Edmund, jeune esquire, part servir le Royaume comme quatrième secrétaire du Gouverneur aux antipodes, dans cette Australie colonisée par les convicts (appelés – par la langue de bois déjà – des « hommes du gouvernement »). Nous sommes au début du 19ème siècle, Napoléon vient d’être exilé en l’île d’Elbe. La traversée, sur un bateau pourri de la Navy mené par un capitaine psychotique et peuplé d’immigrants, va durer presque un an ! De quoi alimenter les étapes du passage à l’âge adulte.

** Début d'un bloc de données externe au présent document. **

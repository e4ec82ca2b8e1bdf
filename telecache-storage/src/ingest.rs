//! Write path: durable store first, cache second.

use std::sync::Arc;

use telecache_core::{encode_record, IngestError, TelemetryRecord, ValidationError};
use tracing::{debug, error, warn};

use crate::config::CoordinatorConfig;
use crate::deadline::{with_cache_deadline, with_store_deadline};
use crate::stats::CoordinatorStats;
use crate::traits::{SharedDurableStore, SharedFastCache};

/// Acknowledgement of a durably written record.
#[derive(Debug, Clone, PartialEq, Eq)]
pub struct IngestAck {
    pub device_id: String,
    pub timestamp: i64,
    /// Whether the cache write landed. Informational only.
    pub cached: bool,
}

/// Accepts new telemetry, persists it, then mirrors it into the cache.
///
/// The durable write decides the outcome. A cache failure after a successful
/// durable write is logged and counted but never fails the call, and the row
/// is never rolled back.
#[derive(Clone)]
pub struct IngestCoordinator {
    store: SharedDurableStore,
    cache: SharedFastCache,
    config: CoordinatorConfig,
    stats: Arc<CoordinatorStats>,
}

impl IngestCoordinator {
    pub fn new(store: SharedDurableStore, cache: SharedFastCache, config: CoordinatorConfig) -> Self {
        Self {
            store,
            cache,
            config,
            stats: Arc::new(CoordinatorStats::new()),
        }
    }

    /// Share a stats handle with other coordinators.
    pub fn with_stats(mut self, stats: Arc<CoordinatorStats>) -> Self {
        self.stats = stats;
        self
    }

    pub fn stats(&self) -> &Arc<CoordinatorStats> {
        &self.stats
    }

    /// Persist a record and populate the cache.
    pub async fn ingest(&self, record: TelemetryRecord) -> Result<IngestAck, IngestError> {
        record.validate()?;

        let row = record.to_row().map_err(|e| ValidationError::MalformedBody {
            reason: e.to_string(),
        })?;
        let envelope = encode_record(&record).map_err(|e| ValidationError::MalformedBody {
            reason: e.to_string(),
        })?;

        // Append is not idempotent, so no retry here.
        if let Err(e) =
            with_store_deadline("append", self.config.call_timeout, self.store.append(&row)).await
        {
            error!(device_id = %record.device_id, error = %e, "durable append failed");
            return Err(IngestError::PersistenceFailed(e));
        }
        self.stats.record_ingest();

        let cached = match with_cache_deadline(
            "set",
            self.config.call_timeout,
            self.cache
                .set(&record.device_id, &envelope, self.config.cache_ttl),
        )
        .await
        {
            Ok(()) => true,
            Err(e) => {
                self.stats.record_cache_write_failure();
                warn!(device_id = %record.device_id, error = %e, "cache write after ingest failed");
                false
            }
        };

        debug!(
            device_id = %record.device_id,
            timestamp = record.timestamp,
            cached,
            "telemetry ingested"
        );

        Ok(IngestAck {
            device_id: record.device_id,
            timestamp: record.timestamp,
            cached,
        })
    }
}

#[cfg(test)]
mod tests {
    use super::*;
    use crate::memory::{InMemoryDurableStore, InMemoryFastCache};
    use crate::traits::DurableStore;
    use serde_json::json;
    use std::time::Duration;
    use telecache_core::{decode_record, Payload, StoreError};

    fn record(device_id: &str, timestamp: i64) -> TelemetryRecord {
        TelemetryRecord::new(
            device_id,
            "sensor",
            timestamp,
            Payload::try_from(json!({"temp": 21.5, "tags": ["a", "b"]})).unwrap(),
        )
    }

    fn setup() -> (Arc<InMemoryDurableStore>, Arc<InMemoryFastCache>, IngestCoordinator) {
        let store = Arc::new(InMemoryDurableStore::new());
        let cache = Arc::new(InMemoryFastCache::new());
        let coordinator =
            IngestCoordinator::new(store.clone(), cache.clone(), CoordinatorConfig::default());
        (store, cache, coordinator)
    }

    #[tokio::test]
    async fn test_ingest_writes_store_then_cache() {
        let (store, cache, coordinator) = setup();
        let ack = coordinator.ingest(record("d1", 1000)).await.unwrap();

        assert!(ack.cached);
        assert_eq!(ack.device_id, "d1");
        assert_eq!(store.row_count(), 1);
        let cached = decode_record(&cache.peek("d1").unwrap()).unwrap();
        assert_eq!(cached, record("d1", 1000));
        assert_eq!(coordinator.stats().snapshot().ingested, 1);
    }

    #[tokio::test(start_paused = true)]
    async fn test_ingest_sets_configured_ttl() {
        let store = Arc::new(InMemoryDurableStore::new());
        let cache = Arc::new(InMemoryFastCache::new());
        let coordinator = IngestCoordinator::new(
            store,
            cache.clone(),
            CoordinatorConfig::new().with_ttl(Duration::from_secs(30)),
        );
        coordinator.ingest(record("d1", 1)).await.unwrap();
        let remaining = cache.ttl_remaining("d1").unwrap();
        assert!(remaining <= Duration::from_secs(30));
        assert!(remaining > Duration::from_secs(29));
    }

    #[tokio::test]
    async fn test_blank_device_id_touches_nothing() {
        let (store, cache, coordinator) = setup();
        let err = coordinator.ingest(record("  ", 1)).await.unwrap_err();

        assert!(matches!(err, IngestError::Validation(_)));
        assert_eq!(store.append_calls(), 0);
        assert_eq!(cache.set_calls(), 0);
    }

    #[tokio::test]
    async fn test_nul_in_payload_is_rejected_before_the_store() {
        let (store, cache, coordinator) = setup();
        let record = TelemetryRecord::new(
            "d1",
            "sensor",
            1,
            Payload::try_from(json!({"k": "a\u{0}b"})).unwrap(),
        );

        let err = coordinator.ingest(record).await.unwrap_err();

        assert!(matches!(
            err,
            IngestError::Validation(ValidationError::InvalidValue { .. })
        ));
        assert_eq!(store.append_calls(), 0);
        assert_eq!(cache.set_calls(), 0);
    }

    #[tokio::test]
    async fn test_store_failure_skips_cache() {
        let (store, cache, coordinator) = setup();
        store.set_unavailable(true);
        let err = coordinator.ingest(record("d1", 1)).await.unwrap_err();

        assert!(matches!(
            err,
            IngestError::PersistenceFailed(StoreError::Unavailable { .. })
        ));
        assert_eq!(cache.set_calls(), 0);
        assert!(cache.peek("d1").is_none());
    }

    #[tokio::test]
    async fn test_cache_failure_still_succeeds() {
        let (store, cache, coordinator) = setup();
        cache.set_unavailable(true);
        let ack = coordinator.ingest(record("d1", 1)).await.unwrap();

        assert!(!ack.cached);
        assert_eq!(store.row_count(), 1);
        assert!(store.latest("d1").await.unwrap().is_some());
        assert_eq!(coordinator.stats().snapshot().cache_write_failures, 1);
    }

    #[tokio::test(start_paused = true)]
    async fn test_slow_append_times_out_without_retry() {
        let store = Arc::new(InMemoryDurableStore::new());
        let cache = Arc::new(InMemoryFastCache::new());
        store.set_latency(Duration::from_secs(5));
        let coordinator = IngestCoordinator::new(
            store.clone(),
            cache.clone(),
            CoordinatorConfig::new().with_call_timeout(Duration::from_millis(100)),
        );

        let err = coordinator.ingest(record("d1", 1)).await.unwrap_err();
        assert!(matches!(
            err,
            IngestError::PersistenceFailed(StoreError::Timeout { .. })
        ));
        assert_eq!(store.append_calls(), 1);
        assert_eq!(cache.set_calls(), 0);
    }

    #[tokio::test(start_paused = true)]
    async fn test_slow_cache_does_not_fail_ingest() {
        let store = Arc::new(InMemoryDurableStore::new());
        let cache = Arc::new(InMemoryFastCache::new());
        cache.set_latency(Duration::from_secs(5));
        let coordinator = IngestCoordinator::new(
            store.clone(),
            cache.clone(),
            CoordinatorConfig::new().with_call_timeout(Duration::from_millis(100)),
        );

        let ack = coordinator.ingest(record("d1", 1)).await.unwrap();
        assert!(!ack.cached);
        assert_eq!(store.row_count(), 1);
    }

    #[tokio::test]
    async fn test_last_writer_wins_in_cache() {
        let (_store, cache, coordinator) = setup();
        coordinator.ingest(record("d1", 2000)).await.unwrap();
        coordinator.ingest(record("d1", 1000)).await.unwrap();

        let cached = decode_record(&cache.peek("d1").unwrap()).unwrap();
        assert_eq!(cached.timestamp, 1000);
    }
}
//! Store traits for pluggable durable and cache backends.
//!
//! Both traits are object safe so the coordinators can hold
//! `Arc<dyn DurableStore>` / `Arc<dyn FastCache>` handles that are built at
//! startup and injected, with in-memory implementations substituted in tests.

use std::sync::Arc;
use std::time::Duration;

use async_trait::async_trait;
use telecache_core::{CacheError, StoreError, TelemetryRow};

/// Append-only persistence of telemetry rows.
///
/// No update or delete capability is used. Implementations must be safe for
/// concurrent use by many callers.
#[async_trait]
pub trait DurableStore: Send + Sync {
    /// Append one row.
    async fn append(&self, row: &TelemetryRow) -> Result<(), StoreError>;

    /// The single most recent row for a device, by `timestamp` descending.
    ///
    /// Rows sharing the top timestamp resolve to the one inserted last.
    async fn latest(&self, device_id: &str) -> Result<Option<TelemetryRow>, StoreError>;

    /// Up to `limit` rows for a device, newest first.
    async fn history(&self, device_id: &str, limit: usize)
        -> Result<Vec<TelemetryRow>, StoreError>;

    /// Connectivity check.
    async fn ping(&self) -> Result<(), StoreError>;
}

/// Key-value cache with per-entry expiration.
///
/// Last writer wins; no compare-and-set is required.
#[async_trait]
pub trait FastCache: Send + Sync {
    /// Read a key. Expired entries read as `None`.
    async fn get(&self, key: &str) -> Result<Option<Vec<u8>>, CacheError>;

    /// Write a key, replacing any previous value and resetting its TTL.
    async fn set(&self, key: &str, value: &[u8], ttl: Duration) -> Result<(), CacheError>;

    /// Enumerate live keys. Linear in the number of cached devices.
    async fn keys(&self) -> Result<Vec<String>, CacheError>;

    /// Connectivity check.
    async fn ping(&self) -> Result<(), CacheError>;
}

/// Shared handle to a durable store.
pub type SharedDurableStore = Arc<dyn DurableStore>;

/// Shared handle to a fast cache.
pub type SharedFastCache = Arc<dyn FastCache>;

Épris de grec et bourré de latin (ce dernier considéré comme langue vulgaire « faite pour les sergents »), assez content de lui-même, protégé par un parrain illustre auquel il a promis le récit de la navigation, Edmund ne tarde pas à se voir coller une image de « lord », phraseur et soucieux de sa condition. Mais dans une traversée aussi longue sur un navire aussi précaire, il faut bien se frotter aux autres – physiquement et mentalement. Et c’est là que le sens théâtral de l’auteur met en scène l’humanité en sa tragi-comédie. Un révérend coincé et un beau jeune marin musclé demi nu de 20 ans ; un Premier lieutenant monté du rang dont toute ambition se cantonne au principe de précaution et un Troisième lieutenant, ex-noble français empli d’idées, de savoir technique et de bagout ; un aspirant de 15 ans timoré et sans espoir (mais qui survit) et son cadet de 14 ans vif et déluré (qui disparaît brutalement) ; une ex-pute folâtre et une ex-gouvernante collet-monté ; un époux qui ne porte pas la culotte et un athée missionnaire qui offre sa main… Tous ces personnages détonants, allant par paires, vont faire des étincelles !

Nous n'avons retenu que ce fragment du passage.